Each line from the start of the records through the line containing "pub const MAX_ACTIONS: usize = 5;" is to be transcribed exactly, and no other line is to be included.
#### DATA RECORDS ####
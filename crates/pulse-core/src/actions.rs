//! # Action Ranking
//!
//! Converts each entity type's directive into a recommended next action with
//! an impact score, then keeps the highest-impact ones.
//!
//! | Source | Impact |
//! |--------|--------|
//! | grow | `70 * (1 - count/target) * m` (0 without a target) |
//! | confirm | `60 * (1 - confirmation_rate) * m` |
//! | enrich | `50 * (1 - quality) * m` |
//! | merge_only | `10` |
//! | stale entities | `40 * staleness_rate * m` |
//! | critical questions | `80` |
//!
//! `m` is 2.0 when the entity type blocks the next stage transition, else 1.0.
//! Scores are clamped to `[0, 100]`. Sorting is stable, so ties keep emission
//! order: entity types in key order (directive action, then staleness action),
//! followed by the critical-question action.

use crate::config::ActionTemplates;
use crate::health::{EntityHealth, HealthMap};
use crate::stage::StageInfo;
use crate::types::{EntityDirective, EntityType, OpenQuestion};
use serde::{Deserialize, Serialize};

/// Maximum number of actions returned.
pub const MAX_ACTIONS: usize = 5;

/// Impact multiplier for entity types blocking the next transition.
pub const GATE_MULTIPLIER: f64 = 2.0;

pub const GROW_BASE: f64 = 70.0;
pub const CONFIRM_BASE: f64 = 60.0;
pub const ENRICH_BASE: f64 = 50.0;
pub const STALE_BASE: f64 = 40.0;
pub const MERGE_IMPACT: f64 = 10.0;
pub const CRITICAL_QUESTION_IMPACT: f64 = 80.0;

// =============================================================================
// RANKED ACTION
// =============================================================================

/// A recommended next step.
#[derive(Debug, Clone, PartialEq, Serialize, Deserialize)]
pub struct RankedAction {
    pub sentence: String,
    pub impact_score: f64,
    pub entity_type: Option<EntityType>,
    pub unblocks_gate: bool,
}

// =============================================================================
// TEMPLATES
// =============================================================================

/// Substitute `{name}` placeholders. Unknown placeholders are left as-is.
#[must_use]
pub fn render_template(template: &str, vars: &[(&str, String)]) -> String {
    vars.iter().fold(template.to_string(), |acc, (name, value)| {
        acc.replace(&format!("{{{name}}}"), value)
    })
}

fn entity_vars(health: &EntityHealth) -> Vec<(&'static str, String)> {
    vec![
        ("entity", health.entity_type.label()),
        ("count", health.count.to_string()),
        ("target", health.target.to_string()),
        ("confirmed", health.confirmed.to_string()),
        ("stale", health.stale.to_string()),
        ("missing", health.target.saturating_sub(health.count).to_string()),
        ("quality", format!("{:.0}", health.quality * 100.0)),
    ]
}

// =============================================================================
// RANKING
// =============================================================================

fn clamp_impact(value: f64) -> f64 {
    value.clamp(0.0, 100.0)
}

/// Directive-driven action for one entity type, if the directive calls for one.
fn directive_action<'t>(
    health: &EntityHealth,
    multiplier: f64,
    templates: &'t ActionTemplates,
) -> Option<(f64, &'t str)> {
    match health.directive {
        EntityDirective::Grow => {
            let impact = if health.target > 0 {
                GROW_BASE * (1.0 - f64::from(health.count) / f64::from(health.target)) * multiplier
            } else {
                0.0
            };
            Some((impact, templates.grow.as_str()))
        }
        EntityDirective::Confirm => Some((
            CONFIRM_BASE * (1.0 - health.confirmation_rate) * multiplier,
            templates.confirm.as_str(),
        )),
        EntityDirective::Enrich => Some((
            ENRICH_BASE * (1.0 - health.quality) * multiplier,
            templates.enrich.as_str(),
        )),
        EntityDirective::MergeOnly => Some((MERGE_IMPACT, templates.merge_only.as_str())),
        EntityDirective::Stable => None,
    }
}

/// Rank recommended actions, highest impact first, at most [`MAX_ACTIONS`].
///
/// Actions whose impact works out to zero are not emitted.
#[must_use]
pub fn rank_actions(
    health: &HealthMap,
    stage: &StageInfo,
    open_questions: &[OpenQuestion],
    templates: &ActionTemplates,
) -> Vec<RankedAction> {
    let mut actions = Vec::new();

    for (entity_type, h) in health {
        let blocking = stage.is_blocking(entity_type);
        let multiplier = if blocking { GATE_MULTIPLIER } else { 1.0 };
        let vars = entity_vars(h);

        if let Some((impact, template)) = directive_action(h, multiplier, templates) {
            let impact = clamp_impact(impact);
            if impact > 0.0 {
                actions.push(RankedAction {
                    sentence: render_template(template, &vars),
                    impact_score: impact,
                    entity_type: Some(entity_type.clone()),
                    unblocks_gate: blocking && h.directive != EntityDirective::MergeOnly,
                });
            }
        }

        if h.stale > 0 {
            let impact = clamp_impact(STALE_BASE * h.staleness_rate * multiplier);
            actions.push(RankedAction {
                sentence: render_template(&templates.refresh_stale, &vars),
                impact_score: impact,
                entity_type: Some(entity_type.clone()),
                unblocks_gate: blocking,
            });
        }
    }

    let critical = open_questions.iter().filter(|q| q.is_critical()).count();
    if critical > 0 {
        actions.push(RankedAction {
            sentence: render_template(
                &templates.critical_questions,
                &[("critical", critical.to_string())],
            ),
            impact_score: CRITICAL_QUESTION_IMPACT,
            entity_type: None,
            unblocks_gate: false,
        });
    }

    // Stable: equal scores keep emission order.
    actions.sort_by(|a, b| b.impact_score.total_cmp(&a.impact_score));
    actions.truncate(MAX_ACTIONS);
    actions
}

// =============================================================================
// TESTS
// =============================================================================
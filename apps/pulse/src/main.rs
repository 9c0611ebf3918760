//! # Pulse - Project Health CLI
//!
//! The main binary for the deterministic Pulse Engine.
//!
//! ## Architecture
//!
//! ```text
//! ┌─────────────────────────────────────────────────────────────┐
//! │                    apps/pulse (THE BINARY)                  │
//! │                                                             │
//! │  ┌─────────────┐    ┌──────────────┐    ┌───────────────┐   │
//! │  │    CLI      │    │   Loaders    │    │   Snapshots   │   │
//! │  │   (clap)    │    │ (tokio::fs)  │    │ (fire+forget) │   │
//! │  └──────┬──────┘    └──────┬───────┘    └───────┬───────┘   │
//! │         │                  │                    │           │
//! │         └──────────────────┼────────────────────┘           │
//! │                            ▼                                │
//! │                    ┌───────────────┐                        │
//! │                    │  pulse-core   │                        │
//! │                    │  (THE LOGIC)  │                        │
//! │                    └───────────────┘                        │
//! └─────────────────────────────────────────────────────────────┘
//! ```
//!
//! ## Usage
//!
//! ```bash
//! # Compute a pulse and keep a snapshot
//! pulse compute -i project.json -e signals.json -s snapshots/
//!
//! # Just the prompt fragment for the extraction model
//! pulse directive -i project.json
//!
//! # Check a config file
//! pulse --config pulse.toml config --check
//! ```

use clap::Parser;
use pulse::cli;
use tracing_subscriber::{layer::SubscriberExt, util::SubscriberInitExt};

// =============================================================================
// APPLICATION ENTRY POINT
// =============================================================================

#[tokio::main]
async fn main() {
    // Initialize tracing: PULSE_LOG_FORMAT=json enables machine-parseable output.
    let log_format = std::env::var("PULSE_LOG_FORMAT").unwrap_or_else(|_| "text".to_string());

    let filter = tracing_subscriber::EnvFilter::try_from_default_env()
        .unwrap_or_else(|_| "pulse=info,pulse_core=info".into());

    // Logs go to stderr so stdout stays clean for --json-mode.
    match log_format.as_str() {
        "json" => {
            tracing_subscriber::registry()
                .with(filter)
                .with(tracing_subscriber::fmt::layer().json().with_writer(std::io::stderr))
                .init();
        }
        _ => {
            tracing_subscriber::registry()
                .with(filter)
                .with(tracing_subscriber::fmt::layer().with_writer(std::io::stderr))
                .init();
        }
    }

    // Parse CLI arguments
    let cli = cli::Cli::parse();

    // Display startup banner
    if !cli.quiet && !cli.json_mode {
        print_banner();
    }

    // Execute command
    if let Err(e) = cli::execute(cli).await {
        tracing::error!("Error: {}", e);
        std::process::exit(1);
    }
}

/// Print the Pulse startup banner.
fn print_banner() {
    println!(
        r#"
  ██████╗ ██╗   ██╗██╗     ███████╗███████╗
  ██╔══██╗██║   ██║██║     ██╔════╝██╔════╝
  ██████╔╝██║   ██║██║     ███████╗█████╗
  ██╔═══╝ ██║   ██║██║     ╚════██║██╔══╝
  ██║     ╚██████╔╝███████╗███████║███████╗
  ╚═╝      ╚═════╝ ╚══════╝╚══════╝╚══════╝

  Project Pulse v{}

  Deterministic • Staged • Explainable
"#,
        env!("CARGO_PKG_VERSION")
    );
}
####
- _COMPLETED EXERCISE_
filename crates/pulse-core/src/actions.rs
//! # Action Ranking
//!
//! Converts each entity type's directive into a recommended next action with
//! an impact score, then keeps the highest-impact ones.
//!
//! | Source | Impact |
//! |--------|--------|
//! | grow | `70 * (1 - count/target) * m` (0 without a target) |
//! | confirm | `60 * (1 - confirmation_rate) * m` |
//! | enrich | `50 * (1 - quality) * m` |
//! | merge_only | `10` |
//! | stale entities | `40 * staleness_rate * m` |
//! | critical questions | `80` |
//!
//! `m` is 2.0 when the entity type blocks the next stage transition, else 1.0.
//! Scores are clamped to `[0, 100]`. Sorting is stable, so ties keep emission
//! order: entity types in key order (directive action, then staleness action),
//! followed by the critical-question action.

use crate::config::ActionTemplates;
use crate::health::{EntityHealth, HealthMap};
use crate::stage::StageInfo;
use crate::types::{EntityDirective, EntityType, OpenQuestion};
use serde::{Deserialize, Serialize};

/// Maximum number of actions returned.
pub const MAX_ACTIONS: usize = 5;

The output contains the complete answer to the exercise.